Laut einer neuen Studie, die in der Zeitschrift veröffentlicht wurde, könnte die globale Erwärmung durch erneutes Einfrieren der Pole rückgängig gemacht werden Kommunikation der Umweltforschung. Die Wiederherstellung der Eiskappen der Erde an ihrem Nord- und Südpol würde durch das Blockieren der Sonne resultieren, was die Wettermuster aufrechterhalten würde.

Erstautor Professor Wake Smith von der Yale University sagte: „Es würde versuchen, den Klimawandel abzuschwächen, indem es einen kleinen Teil der einfallenden Sonnenstrahlung zurück in den Weltraum reflektiert.“

Die Studie ergab, dass dies nur in subpolaren Regionen erfolgen sollte. Frühere Vorschläge haben vorgeschlagen, die Technik auf der ganzen Welt einzusetzen. Es würde die Pole schnell umhüllen und könnte das Schmelzen von Eis und Permafrost in hohen Breiten stoppen oder umkehren und den Anstieg des Meeresspiegels stoppen.

Ein effektiver Einsatz in viel niedrigeren Höhen, als dies in den Tropen erforderlich wäre, stellt auch weniger luftfahrttechnische Herausforderungen dar.

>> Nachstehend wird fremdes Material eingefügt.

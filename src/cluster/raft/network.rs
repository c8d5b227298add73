//! Cluster RPC transport.
//!
//! One TCP transport carries both raft traffic and the replication data path:
//! every frame is `[u32 len][bincode payload]`, a connection carries any
//! number of request/response pairs in order, and clients cache one
//! connection per peer.
//!
//! Message kinds:
//! - raft `AppendEntries`, `Vote` and `InstallSnapshot`;
//! - `ClientWrite`: a metadata proposal forwarded to the raft leader;
//! - `ReplicaFetch`: a follower pulling records from a partition leader.

use std::sync::{Arc, OnceLock};
use std::time::{Duration, Instant};

use async_trait::async_trait;
use openraft::error::{InstallSnapshotError, NetworkError, RPCError, RaftError};
use openraft::network::{RPCOption, RaftNetwork, RaftNetworkFactory};
use openraft::raft::{
    AppendEntriesRequest, AppendEntriesResponse, InstallSnapshotRequest, InstallSnapshotResponse,
    VoteRequest, VoteResponse,
};
use openraft::{BasicNode, Raft};
use serde::{Deserialize, Serialize};
use tokio::io::{AsyncReadExt, AsyncWriteExt};
use tokio::net::{TcpListener, TcpStream};
use tokio::sync::{Mutex, broadcast};
use tokio::time::timeout;
use tracing::{debug, info, warn};

use super::commands::{MetadataCommand, MetadataResponse};
use super::types::{RaftNodeId, TypeConfig};
use crate::cluster::error::{ClusterError, ClusterResult};

/// Largest frame accepted from a peer.
const MAX_RPC_FRAME_SIZE: usize = 64 * 1024 * 1024;

/// Retries after the first attempt of one RPC.
const RPC_MAX_RETRIES: u32 = 2;

const RPC_RETRY_BASE_DELAY: Duration = Duration::from_millis(50);
const RPC_RETRY_MAX_DELAY: Duration = Duration::from_secs(1);

/// Consecutive failed calls before the circuit breaker opens.
const CIRCUIT_BREAKER_THRESHOLD: u32 = 5;

/// How long an open breaker rejects calls before allowing a probe.
const CIRCUIT_BREAKER_RESET_TIMEOUT: Duration = Duration::from_secs(5);

/// Maximum number of hops for a forwarded proposal.
const MAX_FORWARD_HOPS: u8 = 3;

/// Follower request for records of one partition.
#[derive(Debug, Clone, Serialize, Deserialize, PartialEq, Eq)]
pub struct ReplicaFetchRequest {
    pub topic: String,
    pub partition: i32,
    pub replica_id: i32,
    /// The follower's log end offset. Doubles as its acknowledgement.
    pub fetch_offset: i64,
    pub max_bytes: usize,
    /// How long the leader may wait for new data before answering empty.
    pub max_wait_ms: u64,
}

#[derive(Debug, Clone, Serialize, Deserialize, PartialEq, Eq, Default)]
pub struct ReplicaFetchResponse {
    /// Kafka error code, 0 on success.
    pub error_code: i16,
    pub high_watermark: i64,
    pub log_start_offset: i64,
    pub log_end_offset: i64,
    /// Whole record batches starting at `fetch_offset`.
    pub records: Vec<u8>,
}

impl ReplicaFetchResponse {
    pub fn error(code: crate::error::KafkaCode) -> Self {
        Self {
            error_code: code as i16,
            ..Default::default()
        }
    }
}

/// Serves `ReplicaFetch` requests; implemented by the replica manager.
#[async_trait]
pub trait ReplicaFetchService: Send + Sync {
    async fn replica_fetch(&self, request: ReplicaFetchRequest) -> ReplicaFetchResponse;
}

#[derive(Debug, Clone, Serialize, Deserialize)]
pub enum RpcMessage {
    AppendEntries(AppendEntriesRequest<TypeConfig>),
    Vote(VoteRequest<RaftNodeId>),
    InstallSnapshot(InstallSnapshotRequest<TypeConfig>),
    /// Proposal forwarded from a non-leader. Never forwarded again by the
    /// receiver; `forward_hops` guards against loops anyway.
    ClientWrite {
        command: MetadataCommand,
        forward_hops: u8,
    },
    ReplicaFetch(ReplicaFetchRequest),
}

impl RpcMessage {
    fn kind(&self) -> &'static str {
        match self {
            RpcMessage::AppendEntries(_) => "append_entries",
            RpcMessage::Vote(_) => "vote",
            RpcMessage::InstallSnapshot(_) => "install_snapshot",
            RpcMessage::ClientWrite { .. } => "client_write",
            RpcMessage::ReplicaFetch(_) => "replica_fetch",
        }
    }
}

/// Structured RPC error that preserves retry semantics.
#[derive(Debug, Clone, Serialize, Deserialize, PartialEq, Eq)]
pub enum RpcErrorKind {
    /// This node is not the raft leader. Carries the leader if known.
    NotLeader { leader_hint: Option<RaftNodeId> },
    ForwardLoopDetected,
    /// The request can never succeed as sent.
    InvalidRequest,
    Internal,
    Timeout,
}

impl RpcErrorKind {
    pub fn is_retryable(&self) -> bool {
        match self {
            RpcErrorKind::NotLeader { .. } | RpcErrorKind::Internal | RpcErrorKind::Timeout => {
                true
            }
            RpcErrorKind::ForwardLoopDetected | RpcErrorKind::InvalidRequest => false,
        }
    }
}

#[derive(Debug, Clone, Serialize, Deserialize)]
pub struct RpcErrorInfo {
    pub kind: RpcErrorKind,
    pub message: String,
}

impl RpcErrorInfo {
    pub fn new(kind: RpcErrorKind, message: impl Into<String>) -> Self {
        Self {
            kind,
            message: message.into(),
        }
    }

    pub fn internal(e: impl std::fmt::Display) -> Self {
        Self::new(RpcErrorKind::Internal, e.to_string())
    }
}

impl From<&ClusterError> for RpcErrorInfo {
    fn from(e: &ClusterError) -> Self {
        let kind = match e {
            ClusterError::NotLeader { leader_id, .. } => RpcErrorKind::NotLeader {
                leader_hint: *leader_id,
            },
            ClusterError::NoLeader => RpcErrorKind::NotLeader { leader_hint: None },
            ClusterError::ProposalTimeout => RpcErrorKind::Timeout,
            _ => RpcErrorKind::Internal,
        };
        Self::new(kind, e.to_string())
    }
}

impl From<RpcErrorInfo> for ClusterError {
    fn from(info: RpcErrorInfo) -> Self {
        match info.kind {
            RpcErrorKind::NotLeader { leader_hint } => ClusterError::NotLeader {
                leader_id: leader_hint,
                leader_addr: None,
            },
            RpcErrorKind::Timeout => ClusterError::ProposalTimeout,
            RpcErrorKind::Internal => ClusterError::Raft(info.message),
            RpcErrorKind::ForwardLoopDetected | RpcErrorKind::InvalidRequest => {
                ClusterError::Rpc(info.message)
            }
        }
    }
}

#[derive(Debug, Serialize, Deserialize)]
pub enum RpcResponse {
    AppendEntries(AppendEntriesResponse<RaftNodeId>),
    Vote(VoteResponse<RaftNodeId>),
    InstallSnapshot(InstallSnapshotResponse<RaftNodeId>),
    ClientWrite(MetadataResponse),
    ReplicaFetch(ReplicaFetchResponse),
    Error(RpcErrorInfo),
}

async fn write_frame<T: Serialize>(stream: &mut TcpStream, value: &T) -> std::io::Result<()> {
    let data = bincode::serialize(value)
        .map_err(|e| std::io::Error::new(std::io::ErrorKind::InvalidData, e))?;
    stream.write_all(&(data.len() as u32).to_be_bytes()).await?;
    stream.write_all(&data).await?;
    stream.flush().await
}

/// Read one frame. `Ok(None)` on a clean end of stream.
async fn read_frame<T: for<'de> Deserialize<'de>>(
    stream: &mut TcpStream,
) -> std::io::Result<Option<T>> {
    let mut len_buf = [0u8; 4];
    match stream.read_exact(&mut len_buf).await {
        Ok(_) => {}
        Err(e) if e.kind() == std::io::ErrorKind::UnexpectedEof => return Ok(None),
        Err(e) => return Err(e),
    }
    let len = u32::from_be_bytes(len_buf) as usize;
    if len > MAX_RPC_FRAME_SIZE {
        return Err(std::io::Error::new(
            std::io::ErrorKind::InvalidData,
            format!("RPC frame of {len} bytes exceeds limit"),
        ));
    }
    let mut buf = vec![0u8; len];
    stream.read_exact(&mut buf).await?;
    bincode::deserialize(&buf)
        .map(Some)
        .map_err(|e| std::io::Error::new(std::io::ErrorKind::InvalidData, e))
}

/// Circuit breaker state for a peer.
struct CircuitBreakerState {
    consecutive_failures: u32,
    last_failure_time: Option<Instant>,
}

impl CircuitBreakerState {
    fn new() -> Self {
        Self {
            consecutive_failures: 0,
            last_failure_time: None,
        }
    }

    fn is_open(&self) -> bool {
        self.consecutive_failures >= CIRCUIT_BREAKER_THRESHOLD
            && self
                .last_failure_time
                .is_some_and(|t| t.elapsed() < CIRCUIT_BREAKER_RESET_TIMEOUT)
    }

    fn record_success(&mut self) {
        self.consecutive_failures = 0;
        self.last_failure_time = None;
    }

    fn record_failure(&mut self) {
        self.consecutive_failures += 1;
        self.last_failure_time = Some(Instant::now());
    }
}

/// Client for one peer with connection reuse, retries and a circuit breaker.
pub struct RpcClient {
    target_addr: String,
    timeout: Duration,
    cached_conn: Mutex<Option<TcpStream>>,
    circuit_breaker: Mutex<CircuitBreakerState>,
}

impl RpcClient {
    /// `timeout` bounds connecting and each request/response exchange.
    pub fn new(target_addr: impl Into<String>, timeout: Duration) -> Self {
        Self {
            target_addr: target_addr.into(),
            timeout,
            cached_conn: Mutex::new(None),
            circuit_breaker: Mutex::new(CircuitBreakerState::new()),
        }
    }

    pub fn target_addr(&self) -> &str {
        &self.target_addr
    }

    /// Send a message, retrying transport failures with jittered backoff.
    pub async fn call(&self, message: &RpcMessage) -> std::io::Result<RpcResponse> {
        {
            let cb = self.circuit_breaker.lock().await;
            if cb.is_open() {
                return Err(std::io::Error::new(
                    std::io::ErrorKind::ConnectionRefused,
                    format!(
                        "circuit breaker open for {} ({} consecutive failures)",
                        self.target_addr, cb.consecutive_failures
                    ),
                ));
            }
        }

        let mut last_error = None;
        for attempt in 0..=RPC_MAX_RETRIES {
            if attempt > 0 {
                let delay = std::cmp::min(
                    RPC_RETRY_BASE_DELAY * (1 << (attempt - 1)),
                    RPC_RETRY_MAX_DELAY,
                );
                let jitter = 0.75 + fastrand::f64() * 0.5;
                tokio::time::sleep(delay.mul_f64(jitter)).await;
            }

            match self.try_call(message).await {
                Ok(response) => {
                    self.circuit_breaker.lock().await.record_success();
                    return Ok(response);
                }
                Err(e) => {
                    debug!(
                        target = %self.target_addr,
                        rpc = message.kind(),
                        attempt,
                        error = %e,
                        "RPC attempt failed"
                    );
                    last_error = Some(e);
                }
            }
        }

        let mut cb = self.circuit_breaker.lock().await;
        cb.record_failure();
        if cb.consecutive_failures == CIRCUIT_BREAKER_THRESHOLD {
            warn!(
                target = %self.target_addr,
                consecutive_failures = cb.consecutive_failures,
                "Circuit breaker opened"
            );
        }
        Err(last_error.unwrap_or_else(|| std::io::Error::other("RPC failed")))
    }

    async fn try_call(&self, message: &RpcMessage) -> std::io::Result<RpcResponse> {
        let mut guard = self.cached_conn.lock().await;
        if let Some(stream) = guard.as_mut() {
            match self.exchange(stream, message).await {
                Ok(response) => return Ok(response),
                Err(_) => *guard = None,
            }
        }

        let mut stream = timeout(self.timeout, TcpStream::connect(&self.target_addr))
            .await
            .map_err(|_| {
                std::io::Error::new(
                    std::io::ErrorKind::TimedOut,
                    format!("connection timeout to {}", self.target_addr),
                )
            })??;
        stream.set_nodelay(true)?;

        let response = self.exchange(&mut stream, message).await?;
        *guard = Some(stream);
        Ok(response)
    }

    async fn exchange(
        &self,
        stream: &mut TcpStream,
        message: &RpcMessage,
    ) -> std::io::Result<RpcResponse> {
        timeout(self.timeout, async {
            write_frame(stream, message).await?;
            read_frame(stream).await?.ok_or_else(|| {
                std::io::Error::new(std::io::ErrorKind::UnexpectedEof, "peer closed connection")
            })
        })
        .await
        .map_err(|_| std::io::Error::new(std::io::ErrorKind::TimedOut, "RPC timeout"))?
    }
}
//! Sparse offset index of a segment.
//!
//! Each entry is 8 bytes, big endian: `[u32 relative_offset][u32 position]`,
//! where `relative_offset = batch base offset - segment base offset` and
//! `position` is the byte position of that batch in the `.log` file. Entries
//! are strictly increasing in both fields.

use std::fs::{File, OpenOptions};
use std::io;
use std::os::unix::fs::FileExt;
use std::path::{Path, PathBuf};
use std::sync::{PoisonError, RwLock};

use crate::constants::INDEX_ENTRY_SIZE;

#[derive(Debug, Clone, Copy, PartialEq, Eq)]
pub(crate) struct IndexEntry {
    pub relative_offset: u32,
    pub position: u32,
}

impl IndexEntry {
    fn to_bytes(self) -> [u8; INDEX_ENTRY_SIZE] {
        let mut raw = [0u8; INDEX_ENTRY_SIZE];
        raw[..4].copy_from_slice(&self.relative_offset.to_be_bytes());
        raw[4..].copy_from_slice(&self.position.to_be_bytes());
        raw
    }

    fn from_bytes(raw: &[u8]) -> Self {
        Self {
            relative_offset: u32::from_be_bytes([raw[0], raw[1], raw[2], raw[3]]),
            position: u32::from_be_bytes([raw[4], raw[5], raw[6], raw[7]]),
        }
    }
}

#[derive(Debug)]
pub(crate) struct OffsetIndex {
    path: PathBuf,
    file: File,
    entries: RwLock<Vec<IndexEntry>>,
}

impl OffsetIndex {
    /// Open (or create) an index file and load its entries. A trailing
    /// partial entry is ignored and cut off.
    pub fn open(path: &Path) -> io::Result<Self> {
        let file = OpenOptions::new()
            .read(true)
            .write(true)
            .create(true)
            .truncate(false)
            .open(path)?;
        let len = file.metadata()?.len() as usize;
        let whole = len - len % INDEX_ENTRY_SIZE;
        let mut raw = vec![0u8; whole];
        file.read_exact_at(&mut raw, 0)?;
        if whole != len {
            file.set_len(whole as u64)?;
        }
        let entries = raw
            .chunks_exact(INDEX_ENTRY_SIZE)
            .map(IndexEntry::from_bytes)
            .collect();
        Ok(Self {
            path: path.to_path_buf(),
            file,
            entries: RwLock::new(entries),
        })
    }

    /// Whether the loaded entries are strictly increasing and point inside
    /// a log file of `segment_size` bytes.
    pub fn is_consistent(&self, segment_size: u64) -> bool {
        let entries = self.entries.read().unwrap_or_else(PoisonError::into_inner);
        entries.windows(2).all(|w| {
            w[0].relative_offset < w[1].relative_offset && w[0].position < w[1].position
        }) && entries
            .last()
            .is_none_or(|e| u64::from(e.position) < segment_size)
    }

    pub fn append(&self, entry: IndexEntry) -> io::Result<()> {
        let mut entries = self.entries.write().unwrap_or_else(PoisonError::into_inner);
        if let Some(last) = entries.last()
            && (entry.relative_offset <= last.relative_offset || entry.position <= last.position)
        {
            return Err(io::Error::new(
                io::ErrorKind::InvalidInput,
                format!("index entry {entry:?} does not follow {last:?}"),
            ));
        }
        let at = (entries.len() * INDEX_ENTRY_SIZE) as u64;
        self.file.write_all_at(&entry.to_bytes(), at)?;
        entries.push(entry);
        Ok(())
    }

    /// Greatest entry whose relative offset is `<= relative_offset`.
    pub fn lookup(&self, relative_offset: u32) -> Option<IndexEntry> {
        let entries = self.entries.read().unwrap_or_else(PoisonError::into_inner);
        let idx = entries.partition_point(|e| e.relative_offset <= relative_offset);
        idx.checked_sub(1).map(|i| entries[i])
    }

    /// Drop every entry pointing at or beyond `position`.
    pub fn truncate_to_position(&self, position: u32) -> io::Result<()> {
        let mut entries = self.entries.write().unwrap_or_else(PoisonError::into_inner);
        let keep = entries.partition_point(|e| e.position < position);
        entries.truncate(keep);
        self.file.set_len((keep * INDEX_ENTRY_SIZE) as u64)
    }

    /// Replace the whole index.
    pub fn rebuild(&self, rebuilt: Vec<IndexEntry>) -> io::Result<()> {
        let mut entries = self.entries.write().unwrap_or_else(PoisonError::into_inner);
        let raw: Vec<u8> = rebuilt.iter().flat_map(|e| e.to_bytes()).collect();
        self.file.set_len(0)?;
        self.file.write_all_at(&raw, 0)?;
        *entries = rebuilt;
        Ok(())
    }

    pub fn len(&self) -> usize {
        self.entries
            .read()
            .unwrap_or_else(PoisonError::into_inner)
            .len()
    }

    pub fn flush(&self) -> io::Result<()> {
        self.file.sync_data()
    }

    pub fn path(&self) -> &Path {
        &self.path
    }
}

#[cfg(test)]
mod tests {
    use super::*;
    use tempfile::TempDir;

    fn entry(relative_offset: u32, position: u32) -> IndexEntry {
        IndexEntry {
            relative_offset,
            position,
        }
    }

    #[test]
    fn test_lookup_finds_floor_entry() {
        let dir = TempDir::new().unwrap();
        let index = OffsetIndex::open(&dir.path().join("0.index")).unwrap();
        index.append(entry(0, 0)).unwrap();
        index.append(entry(10, 4096)).unwrap();
        index.append(entry(25, 8200)).unwrap();

        assert_eq!(index.lookup(0), Some(entry(0, 0)));
        assert_eq!(index.lookup(9), Some(entry(0, 0)));
        assert_eq!(index.lookup(10), Some(entry(10, 4096)));
        assert_eq!(index.lookup(1000), Some(entry(25, 8200)));
    }

    #[test]
    fn test_lookup_on_empty_index() {
        let dir = TempDir::new().unwrap();
        let index = OffsetIndex::open(&dir.path().join("0.index")).unwrap();
        assert_eq!(index.lookup(5), None);
    }

    #[test]
    fn test_entries_survive_reopen() {
        let dir = TempDir::new().unwrap();
        let path = dir.path().join("0.index");
        {
            let index = OffsetIndex::open(&path).unwrap();
            index.append(entry(3, 100)).unwrap();
            index.append(entry(7, 5000)).unwrap();
            index.flush().unwrap();
        }
        let index = OffsetIndex::open(&path).unwrap();
        assert_eq!(index.len(), 2);
        assert_eq!(index.lookup(8), Some(entry(7, 5000)));
        assert!(index.is_consistent(6000));
        assert!(!index.is_consistent(4000));
    }

    #[test]
    fn test_partial_trailing_entry_is_dropped() {
        let dir = TempDir::new().unwrap();
        let path = dir.path().join("0.index");
        let mut raw = entry(1, 10).to_bytes().to_vec();
        raw.extend_from_slice(&[0, 0, 0]);
        std::fs::write(&path, raw).unwrap();

        let index = OffsetIndex::open(&path).unwrap();
        assert_eq!(index.len(), 1);
        assert_eq!(std::fs::metadata(&path).unwrap().len(), 8);
    }

    #[test]
    fn test_non_monotonic_append_rejected() {
        let dir = TempDir::new().unwrap();
        let index = OffsetIndex::open(&dir.path().join("0.index")).unwrap();
        index.append(entry(5, 500)).unwrap();
        assert!(index.append(entry(5, 600)).is_err());
        assert!(index.append(entry(6, 400)).is_err());
    }

    #[test]
    fn test_truncate_to_position() {
        let dir = TempDir::new().unwrap();
        let index = OffsetIndex::open(&dir.path().join("0.index")).unwrap();
        index.append(entry(0, 0)).unwrap();
        index.append(entry(10, 4096)).unwrap();
        index.append(entry(20, 8192)).unwrap();
        index.truncate_to_position(4096).unwrap();
        assert_eq!(index.len(), 1);
        assert_eq!(index.lookup(50), Some(entry(0, 0)));
    }

    #[test]
    fn test_rebuild_replaces_entries() {
        let dir = TempDir::new().unwrap();
        let path = dir.path().join("0.index");
        let index = OffsetIndex::open(&path).unwrap();
        index.append(entry(9, 9)).unwrap();
        index.rebuild(vec![entry(0, 0), entry(4, 4100)]).unwrap();
        assert_eq!(index.len(), 2);
        assert_eq!(std::fs::metadata(&path).unwrap().len(), 16);
    }
}
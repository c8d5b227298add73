//! Configuration for the metadata consensus layer.

use std::path::PathBuf;
use std::sync::Arc;
use std::time::Duration;

use crate::cluster::error::{ClusterError, ClusterResult};
use crate::constants::DEFAULT_RAFT_PORT;

/// Configuration for a Raft node.
#[derive(Debug, Clone)]
pub struct RaftConfig {
    /// This node's unique ID. By convention it equals the broker id.
    pub node_id: u64,

    /// Directory holding `raft.log`, `vote` and `snapshots/`.
    pub raft_dir: PathBuf,

    /// Address the cluster RPC server binds to (`host:port`). Also advertised
    /// to peers, so it must be reachable from them.
    pub rpc_addr: String,

    /// Heartbeat interval for the Raft leader.
    pub heartbeat_interval: Duration,

    /// Election timeout range (min).
    pub election_timeout_min: Duration,

    /// Election timeout range (max).
    pub election_timeout_max: Duration,

    /// Maximum entries per AppendEntries RPC.
    pub max_payload_entries: u64,

    /// Build a snapshot after this many applied entries.
    pub snapshot_threshold: u64,

    /// How long a proposal may wait for commit.
    pub proposal_timeout: Duration,

    /// Attempts made when forwarding a proposal to the leader.
    pub forward_retries: u32,

    /// Timeout of a single cluster RPC.
    pub rpc_timeout: Duration,
}

impl Default for RaftConfig {
    fn default() -> Self {
        Self {
            node_id: 0,
            raft_dir: PathBuf::from("/tmp/jockey/raft"),
            rpc_addr: format!("127.0.0.1:{DEFAULT_RAFT_PORT}"),
            heartbeat_interval: Duration::from_millis(100),
            election_timeout_min: Duration::from_millis(300),
            election_timeout_max: Duration::from_millis(600),
            max_payload_entries: 300,
            snapshot_threshold: 1_000,
            proposal_timeout: Duration::from_secs(5),
            forward_retries: 5,
            rpc_timeout: Duration::from_secs(5),
        }
    }
}

impl RaftConfig {
    /// Collect every problem with this configuration.
    pub fn errors(&self) -> Vec<String> {
        let mut errors = Vec::new();

        if self.election_timeout_min >= self.election_timeout_max {
            errors.push(format!(
                "election_timeout_min ({:?}) must be less than election_timeout_max ({:?})",
                self.election_timeout_min, self.election_timeout_max
            ));
        }

        if self.heartbeat_interval >= self.election_timeout_min {
            errors.push(format!(
                "heartbeat_interval ({:?}) should be much less than election_timeout_min ({:?})",
                self.heartbeat_interval, self.election_timeout_min
            ));
        }

        if self.proposal_timeout.is_zero() {
            errors.push("proposal_timeout must be greater than 0".to_string());
        }

        if self.forward_retries == 0 {
            errors.push("forward_retries must be at least 1".to_string());
        }

        if self.rpc_addr.is_empty() {
            errors.push("rpc_addr must not be empty".to_string());
        }

        errors
    }

    pub fn snapshot_dir(&self) -> PathBuf {
        self.raft_dir.join("snapshots")
    }

    /// Convert to the openraft engine configuration.
    pub fn to_openraft_config(&self) -> ClusterResult<Arc<openraft::Config>> {
        let config = openraft::Config {
            cluster_name: "jockey".to_string(),
            heartbeat_interval: self.heartbeat_interval.as_millis() as u64,
            election_timeout_min: self.election_timeout_min.as_millis() as u64,
            election_timeout_max: self.election_timeout_max.as_millis() as u64,
            max_payload_entries: self.max_payload_entries,
            snapshot_policy: openraft::SnapshotPolicy::LogsSinceLast(self.snapshot_threshold),
            ..Default::default()
        };
        let config = config
            .validate()
            .map_err(|e| ClusterError::Config(format!("invalid raft config: {e}")))?;
        Ok(Arc::new(config))
    }
}

#[cfg(test)]
mod tests {
    use super::*;

    #[test]
    fn test_default_is_valid() {
        let config = RaftConfig::default();
        assert!(config.errors().is_empty());
        assert!(config.to_openraft_config().is_ok());
    }

    #[test]
    fn test_election_timeout_order() {
        let config = RaftConfig {
            election_timeout_min: Duration::from_millis(500),
            election_timeout_max: Duration::from_millis(500),
            ..Default::default()
        };
        let errors = config.errors();
        assert!(errors.iter().any(|e| e.contains("election_timeout_min")));
    }

    #[test]
    fn test_heartbeat_must_be_below_election_timeout() {
        let config = RaftConfig {
            heartbeat_interval: Duration::from_millis(400),
            ..Default::default()
        };
        assert!(config.errors().iter().any(|e| e.contains("heartbeat_interval")));
    }

    #[test]
    fn test_openraft_mapping() {
        let config = RaftConfig {
            heartbeat_interval: Duration::from_millis(50),
            snapshot_threshold: 42,
            ..Default::default()
        };
        let raft = config.to_openraft_config().unwrap();
        assert_eq!(raft.heartbeat_interval, 50);
        assert_eq!(raft.election_timeout_min, 300);
        assert!(matches!(
            raft.snapshot_policy,
            openraft::SnapshotPolicy::LogsSinceLast(42)
        ));
    }

    #[test]
    fn test_snapshot_dir_is_under_raft_dir() {
        let config = RaftConfig {
            raft_dir: PathBuf::from("/data/raft"),
            ..Default::default()
        };
        assert_eq!(config.snapshot_dir(), PathBuf::from("/data/raft/snapshots"));
    }
}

„Unser Modell schätzt die Kosten für die Umsetzung des SAI-Subpolarprogramms auf 11 Milliarden US-Dollar pro Jahr im Jahr 2022“, sagte Smith.

„Das ist weniger als ein Drittel der schätzungsweise 36 Milliarden US-Dollar, um die Oberflächentemperatur des gesamten Globus um 2 °C zu senken. [35.6 degrees Fahrenheit (F)].“

Die meisten Einsparungen sind auf die viel kleinere Fläche und weniger Flugzeuge zurückzuführen, die die fünffache Nutzlast in viel geringeren Höhen als beispielsweise in den Tropen tragen. Die Betriebskosten umfassten auch Besatzungs-, Versicherungs-, Wartungs-, Boden-, Navigations- und Landegebühren.

Smith sagte: „Die Arktis ist durch den Klimawandel besonders stark bedroht und erwärmt sich etwa doppelt so stark wie der globale Durchschnitt.“

Die jährliche durchschnittliche Oberflächentemperatur ist zwischen 1971 und 2019 um mehr als 3 Grad Celsius (37,4 Grad F) gestiegen. Die Ausdehnung des Meereises im September von 2010 bis 2019 war um 40 % geringer als von 1979 bis 1988.

„Bis zur Mitte des Jahrhunderts, wenn nicht früher, wird das sommerliche arktische Meereis wahrscheinlich praktisch verschwunden sein, mit potenziell katastrophalen Klimafolgen für den gesamten Planeten“, sagte Smith.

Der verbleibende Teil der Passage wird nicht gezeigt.